Blayne was shocked. And she was certain Claudia didn’t know, She would have said something if her Dad had sold the building.

“Cinzano is an important guy, and we’ve got him cold with what you saw.” The agent stroked his long ruddy brown moustache with the kind of satisfaction Blayne associated with pompous pseudo-intellectuals. “He’ll be looking at federal charges, including racketeering, as well as whatever the D.A. comes up with in connection with the homicide. And there’ll be the bodyguard’s murder trial. So you’re going to be the star prosecution witness in at least three trials.”

It began to sink in. She was going to be the key witness in the trial of a mafia underboss. Holy shit. That would put her in a world of danger . Blayne wanted to do the right thing, but at what cost?

“What if I don’t agree to testify?” she asked nervously.

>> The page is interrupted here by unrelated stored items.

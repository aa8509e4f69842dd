use crossterm::{ExecutableCommand, cursor, terminal};
use owo_colors::OwoColorize;
use std::io::{self, Write};
use std::sync::OnceLock;
use std::sync::atomic::{AtomicBool, Ordering};
use std::time::Instant;

/// The stage of the install pipeline a package is currently in. Each stage
/// gets its own verb in the ticker line.
#[derive(Debug, Clone, Copy)]
pub enum Phase {
    Resolving,
    Downloading,
    Linking,
    Validating,
}

impl Phase {
    fn verb(self) -> &'static str {
        match self {
            Self::Resolving => "resolving",
            Self::Downloading => "downloading",
            Self::Linking => "linking",
            Self::Validating => "validating",
        }
    }
}

/// Terminal reporter for the manager. Pipeline steps render as a single
/// in-place ticker line; anything with lasting value gets its own line.
pub struct Logger {
    started: Instant,
    quiet: bool,
    ticker_active: AtomicBool,
}

impl Logger {
    #[must_use]
    pub fn new(quiet: bool) -> Self {
        Self {
            started: Instant::now(),
            quiet,
            ticker_active: AtomicBool::new(false),
        }
    }

    /// Wipe the ticker line, if one is showing, so a durable line can take
    /// its place.
    fn clear_ticker(&self) {
        if !self.ticker_active.swap(false, Ordering::Relaxed) {
            return;
        }

        let mut stdout = io::stdout();
        let _ = stdout.execute(cursor::MoveToColumn(0));
        let _ = stdout.execute(terminal::Clear(terminal::ClearType::CurrentLine));
        let _ = stdout.flush();
    }

    fn emit(&self, prefix: String, body: String, even_when_quiet: bool) {
        if self.quiet && !even_when_quiet {
            return;
        }
        self.clear_ticker();
        println!("{prefix} {body}");
    }

    /// Overwrite the ticker with the current pipeline step, e.g.
    /// `downloading module-b@1.5.0 [3/7]`. A zero total drops the counter.
    pub fn step(&self, phase: Phase, subject: &str, done: usize, total: usize) {
        if self.quiet {
            return;
        }
        self.clear_ticker();

        let counter = if total > 0 {
            format!(" [{done}/{total}]")
        } else {
            String::new()
        };
        print!(
            "{} {}{}",
            phase.verb().cyan().bold(),
            subject,
            counter.bright_black()
        );
        let _ = io::stdout().flush();
        self.ticker_active.store(true, Ordering::Relaxed);
    }

    pub fn info(&self, message: &str) {
        self.emit("opal".cyan().bold().to_string(), message.to_string(), false);
    }

    pub fn success(&self, message: &str) {
        self.emit(
            "✓".green().bold().to_string(),
            message.green().to_string(),
            false,
        );
    }

    pub fn warn(&self, message: &str) {
        self.emit(
            "⚠".yellow().bold().to_string(),
            message.yellow().to_string(),
            false,
        );
    }

    /// Errors always print, quiet or not.
    pub fn error(&self, message: &str) {
        self.emit(
            "✗".red().bold().to_string(),
            message.red().to_string(),
            true,
        );
    }

    /// Close out a run with its wall-clock time.
    pub fn finish(&self, summary: &str) {
        let elapsed = self.started.elapsed();
        let timing = if elapsed.as_millis() < 1000 {
            format!("({}ms)", elapsed.as_millis())
        } else {
            format!("({:.2}s)", elapsed.as_secs_f64())
        };
        self.emit(
            "✓".green().bold().to_string(),
            format!("{} {}", summary.green(), timing.bright_black()),
            false,
        );
    }
}

static LOGGER: OnceLock<Logger> = OnceLock::new();

pub fn init(quiet: bool) {
    let _ = LOGGER.set(Logger::new(quiet));
}

fn logger() -> &'static Logger {
    // Library consumers and tests that never call init() get a default
    // non-quiet logger.
    LOGGER.get_or_init(|| Logger::new(false))
}

pub fn step(phase: Phase, subject: &str, done: usize, total: usize) {
    logger().step(phase, subject, done, total);
}

pub fn info(message: &str) {
    logger().info(message);
}

pub fn success(message: &str) {
    logger().success(message);
}

pub fn warn(message: &str) {
    logger().warn(message);
}

pub fn error(message: &str) {
    logger().error(message);
}

pub fn finish(summary: &str) {
    logger().finish(summary);
}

Topping answered like he’d been expecting the question. “Then we would bring obstruction of justice charges against you at the very least. And Cinzano’s men would be out on the street looking for you, of course.”

Her head swam, and that feeling of foreboding rushed back. “He knows who I am,” she repeated, more to herself than the agents.

“Yeah,” Dombrowski said sympathetically. “You’d last maybe a week.”

“That was really pretty sloppy of him,” Topping said. “They never make threats like that themselves. He had to be awfully pissed at the way you compromised him. Plus he’s got a big ego. He thinks he’s untouchable.”

“But you got him cold, you said. So he can’t get out, right?” Blayne wanted some reassurance from these men that she wasn’t in as much danger as she feared. But she knew the answer even before she asked it.

“No, I don’t think the judge will grant bail on what we have on him,” Topping agreed.

“But we have to be honest and tell you that doesn’t mean you’re not in a great deal of danger,” Dombrowski said. “We’re going to have to keep you in protective custody.”

“What?” Blayne went rigid. She certainly hadn’t considered that. The mere words protective custody made her feel vaguely claustrophobic. She bristled at the thought of any loss of her independence.

“That doesn’t mean you’ll be locked up,” Dombrowski hastened to add. “It just means you’ll have to stay somewhere safe, not your house, and you’ll have to be under constant police protection. And you can’t go back to the travel agency, at least not for the foreseeable future.”

“I can’t go home? Can’t go back to my job?” This was getting worse by the minute. Her whole life was suddenly in upheaval. Blayne got a bad case of the shakes and suddenly felt like she’d been kicked in the stomach. Without warning, she lost her burger and fries into the nearest wastebasket.